1. Public Speaking
I took Speech class in college and had to envision my fellow classmates in their underwear to calm my nerves. I sucked at it with no drive and no passion in any of the subjects I had to speak about. But now I can stand in front of a room full of clients and explain a design concept from beginning to end without a single “Um”. I can introduce a film at the film festival to a room of 100 people and interview bands without a bat of my eyelash. You know why? Because I’m talking about subjects I’m interested in and passionate about which makes it fun and takes all of the scary away.

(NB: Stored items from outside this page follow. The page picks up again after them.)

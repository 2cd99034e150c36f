pub mod app;
pub mod camera;
pub mod cli;
pub mod core;
pub mod loaders;
pub mod renderer;
pub mod scene;
pub mod types;

pub use app::AppContext;
pub use camera::{CameraState, MotionRates};
pub use loaders::{load_world_file, parse_world, LoadError, ParseError};
pub use scene::{LoadStatus, Scene, SceneBuffer};
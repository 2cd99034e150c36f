use std::sync::Arc;
use wgpu::util::DeviceExt;
use winit::window::Window;

use crate::core::{Frame, GpuContext, RenderPipeline, Viewport};
use crate::scene::{LoadStatus, Scene};
use crate::types::{GpuVertex, SceneUniforms};

type Result<T> = std::result::Result<T, Box<dyn std::error::Error>>;

pub const DEPTH_FORMAT: wgpu::TextureFormat = wgpu::TextureFormat::Depth32Float;

/// egui text overlay for load progress and load failures
struct Overlay {
    ctx: egui::Context,
    state: egui_winit::State,
    renderer: egui_wgpu::Renderer,
    message: Option<String>,
}

/// Overlay text for a load status; `None` once the world is on screen
pub fn status_message(status: LoadStatus<'_>) -> Option<String> {
    match status {
        LoadStatus::Unloaded | LoadStatus::Ready => None,
        LoadStatus::Loading => Some("Loading world...".to_string()),
        LoadStatus::Failed(reason) => Some(format!("Failed to load world: {reason}")),
    }
}

/// wgpu backend: draws the uploaded triangle list with depth testing
pub struct MazeRenderer {
    window: Arc<Window>,
    gpu: GpuContext,
    surface: wgpu::Surface<'static>,
    config: wgpu::SurfaceConfiguration,
    pipeline: wgpu::RenderPipeline,
    uniform_buffer: wgpu::Buffer,
    uniform_bind_group: wgpu::BindGroup,
    depth_view: wgpu::TextureView,
    overlay: Option<Overlay>,
}
pub mod clock;
pub mod controller;
pub mod display_context;
pub mod frame;
pub mod gpu_context;
pub mod input_adapter;
pub mod input_mapper;
pub mod render_pipeline;
pub mod timer;

pub use clock::Clock;
pub use controller::{Button, Controller};
pub use display_context::Viewport;
pub use frame::{ClearValues, DrawCall, Frame};
pub use gpu_context::GpuContext;
pub use input_adapter::WinitController;
pub use input_mapper::{map_rates, PITCH_RATE, WALK_SPEED, YAW_RATE};
pub use render_pipeline::{build_frame, RenderPipeline};
pub use timer::{TickScheduler, DEFAULT_TICK_MS};
use glam::Vec3;
use std::path::{Path, PathBuf};
use thiserror::Error;

use crate::scene::Scene;

/// World-space scale applied to every coordinate read from a world file
pub const WORLD_SCALE: f32 = 3.0;

/// Marker token that turns a record into a comment
pub const COMMENT_TOKEN: &str = "//";

/// Number of whitespace-separated fields in a vertex record: `x y z n m`
pub const RECORD_FIELDS: usize = 5;

/// Failure while parsing world text
#[derive(Debug, Error, Clone, PartialEq)]
pub enum ParseError {
    #[error("line {line}: field {field} is not a finite number: {value:?}")]
    InvalidNumber {
        /// 1-based line number
        line: usize,
        /// 1-based field index within the record
        field: usize,
        value: String,
    },
}

/// Failure while loading a world file
#[derive(Debug, Error)]
pub enum LoadError {
    #[error("failed to read world file {path:?}")]
    Io {
        path: PathBuf,
        #[source]
        source: std::io::Error,
    },
    #[error(transparent)]
    Parse(#[from] ParseError),
    #[error("world loader stopped before reporting a result")]
    Disconnected,
}

/// Splits a line into a record, or `None` for comments and lines of the wrong shape
fn split_record(line: &str) -> Option<[&str; RECORD_FIELDS]> {
    let mut fields = [""; RECORD_FIELDS];
    let mut count = 0;

    for field in line.split_whitespace() {
        if count == RECORD_FIELDS {
            return None;
        }
        fields[count] = field;
        count += 1;
    }

    (count == RECORD_FIELDS && fields[0] != COMMENT_TOKEN).then_some(fields)
}

fn parse_coordinate(value: &str, line: usize, field: usize) -> Result<f32, ParseError> {
    value
        .parse::<f32>()
        .ok()
        .filter(|v| v.is_finite())
        .map(|v| v * WORLD_SCALE)
        .ok_or_else(|| ParseError::InvalidNumber {
            line,
            field,
            value: value.to_string(),
        })
}

/// Position of a record; the two trailing fields are read but unused
fn parse_record(fields: [&str; RECORD_FIELDS], line: usize) -> Result<Vec3, ParseError> {
    let x = parse_coordinate(fields[0], line, 1)?;
    let y = parse_coordinate(fields[1], line, 2)?;
    let z = parse_coordinate(fields[2], line, 3)?;

    Ok(Vec3::new(x, y, z))
}

/// Parses world text into a scene.
///
/// Every line with exactly five whitespace-separated fields whose first field
/// is not `//` contributes one vertex; all other lines are skipped. The first
/// three fields are scaled by [`WORLD_SCALE`]. Consecutive vertex triples form
/// triangles; one or two vertices left over after the last full triangle are
/// dropped.
pub fn parse_world(text: &str) -> Result<Scene, ParseError> {
    let mut vertices = text
        .lines()
        .enumerate()
        .filter_map(|(index, line)| split_record(line).map(|fields| (index + 1, fields)))
        .map(|(line, fields)| parse_record(fields, line))
        .collect::<Result<Vec<_>, _>>()?;

    let leftover = vertices.len() % 3;
    if leftover != 0 {
        log::warn!(
            "World ends mid-triangle, dropping {} trailing vertices",
            leftover
        );
        vertices.truncate(vertices.len() - leftover);
    }

    Ok(Scene::new(vertices))
}

/// Reads and parses a world file
pub fn load_world_file(path: impl AsRef<Path>) -> Result<Scene, LoadError> {
    let path = path.as_ref();
    log::debug!("Reading world file {:?}", path);

    let text = std::fs::read_to_string(path).map_err(|source| LoadError::Io {
        path: path.to_path_buf(),
        source,
    })?;

    Ok(parse_world(&text)?)
}

#[cfg(test)]
mod tests {
    use super::*;

    #[test]
    fn split_record_requires_five_fields() {
        assert!(split_record("1 2 3 0 0").is_some());
        assert!(split_record("1 2 3 0").is_none());
        assert!(split_record("1 2 3 0 0 0").is_none());
        assert!(split_record("").is_none());
        assert!(split_record("   ").is_none());
    }

    #[test]
    fn split_record_tolerates_mixed_whitespace() {
        let fields = split_record("  1\t2   3 0.5 1\r").unwrap();
        assert_eq!(fields, ["1", "2", "3", "0.5", "1"]);
    }

    #[test]
    fn split_record_skips_comment_marker() {
        assert!(split_record("// 1 2 3 0").is_none());
        // Only the exact token counts as a comment
        assert!(split_record("//1 2 3 0 0").is_some());
    }

    #[test]
    fn record_ignores_trailing_fields() {
        let fields = split_record("1 2 3 tex mat").unwrap();
        assert_eq!(parse_record(fields, 1), Ok(Vec3::new(3.0, 6.0, 9.0)));
    }

    #[test]
    fn coordinate_rejects_non_finite() {
        assert!(parse_coordinate("nan", 1, 1).is_err());
        assert!(parse_coordinate("inf", 1, 1).is_err());
        assert_eq!(parse_coordinate("-0.5", 1, 1), Ok(-1.5));
    }

    #[test]
    fn parse_error_identifies_line_and_field() {
        let err = parse_world("1 2 3 0 0\n4 x 6 0 0\n7 8 9 0 0\n").unwrap_err();
        assert_eq!(
            err,
            ParseError::InvalidNumber {
                line: 2,
                field: 2,
                value: "x".to_string(),
            }
        );
        assert!(err.to_string().contains("line 2"));
    }

    #[test]
    fn trailing_partial_triangle_is_dropped() {
        let scene = parse_world("1 2 3 0 0\n4 5 6 0 0\n7 8 9 0 0\n1 1 1 0 0\n").unwrap();
        assert_eq!(scene.vertex_count(), 3);
        assert_eq!(scene.triangle_count(), 1);
        assert_eq!(scene.vertices()[2], Vec3::new(21.0, 24.0, 27.0));

        let lone_pair = parse_world("1 2 3 0 0\n4 5 6 0 0\n").unwrap();
        assert!(lone_pair.is_empty());
    }

    #[test]
    fn missing_file_reports_path() {
        let err = load_world_file("definitely/not/here/world.txt").unwrap_err();
        match err {
            LoadError::Io { path, .. } => assert!(path.ends_with("world.txt")),
            other => panic!("expected Io error, got {other:?}"),
        }
    }
}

2. Singing/Playing Instrument in Public
I know this could probably be lumped in the first category, but it’s very different singing and playing an instrument in public than speaking. I majored in flute performance in college and each time I got on stage the fear subsided a little more, palms sweated a little less, and the spike of fear turned to exciting adrenaline. Now that I play in rock bands and have found my own voice singing and playing guitar I love the rush of adrenaline. I don’t worry about playing a wrong note or getting lost in a song. In the grand scheme of things it doesn’t matter because I’m having fun. I love the lights in my face and the silhouettes of heads nodding to the beat of the song. I love being on stage.
3. Eating at a Restaurant Alone
There’s the rare occasion where schedules don’t align, spending dinner together with my significant other isn’t an option, and I don’t want to wash a single dish or eat take out in my dirty house. I used to dread the idea of eating alone. After waiting tables for 10 years I’d find myself watching the single diners that I waited on with a certain level of awe and sometimes pity. Women were especially rare to dine alone. But every once in a while I’d get the solo diner that would bring a book or ask to sit in the window and stare outside the entire time and look entirely content eating alone. Now, I have found that it’s not so scary after all. I usually bring my iPad to read a book which I never find time to read in my busy life or catch up on my social media by posting a photo on Instagram of my food after checking in on Yelp and writing a review.
4. Going to See a Band Alone
There are so many bands I want to see and I used to dread the “I don’t really want to go to that show…but you should” comment from my significant other knowing it was a weeknight and none of my friends would want to go out either. I didn’t want to go by myself and not have anyone to talk to. I thought people would think I was being anti social or a loser when I was sitting alone waiting for a band to start. The thought of it made me to uncomfortable and caused me a lot of social anxiety. I just don’t care about that anymore. If it’s a band I really want to go see I’ll time it so that I get there about the time they are supposed to start, grab a beer, watch an awesome show, and make small talk with the people I recognize. If I don’t know anyone there and have down time I just search online for articles to post on my blogs or catch up on personal emails or text a friend to bide the time. I don’t mind multitasking. But, as soon as the next band starts I’ll be back up front standing alone and nodding my head along with all of the other strangers.
5. Looking at Myself in a Full-Length Mirror
We’ve all had body issues whether our bodies are considered underweight, average, or overweight. Mine have never been anything major. I’ve always been very average but I still didn’t always love looking in a full-length mirror. I’m a tomboy and jeans, t-shirt, and sneakers really didn’t need a mirror to tell me how they looked. I had lived without a full-length mirror for 5 years and just recently got one. I needed to see that my making an effort to work out 3 times a week, eating better, and dressing nicer were actually doing what I wanted them to do. Now I like to take selfies of my outfits that I think work and find myself modeling in front of the mirror while smiling. Smiling in front of a mirror is amazing and I highly recommend it.
6. Blow Jobs
Lets get a little personal here for the last one. When I first started having sex with boys I was always anxious about performing well orally. What if I’m doing it wrong? What if he makes fun of me? What if I’m terrible at it? All of those toxic thoughts flowed through my brain. Well, I will have to say after having many years of experience that I don’t give even one shit. As long as I can read the signs and he’s into it there is nothing more powerful and exciting than causing someone extreme bliss by going down on them and getting them off. Empowering. End. Of. Story.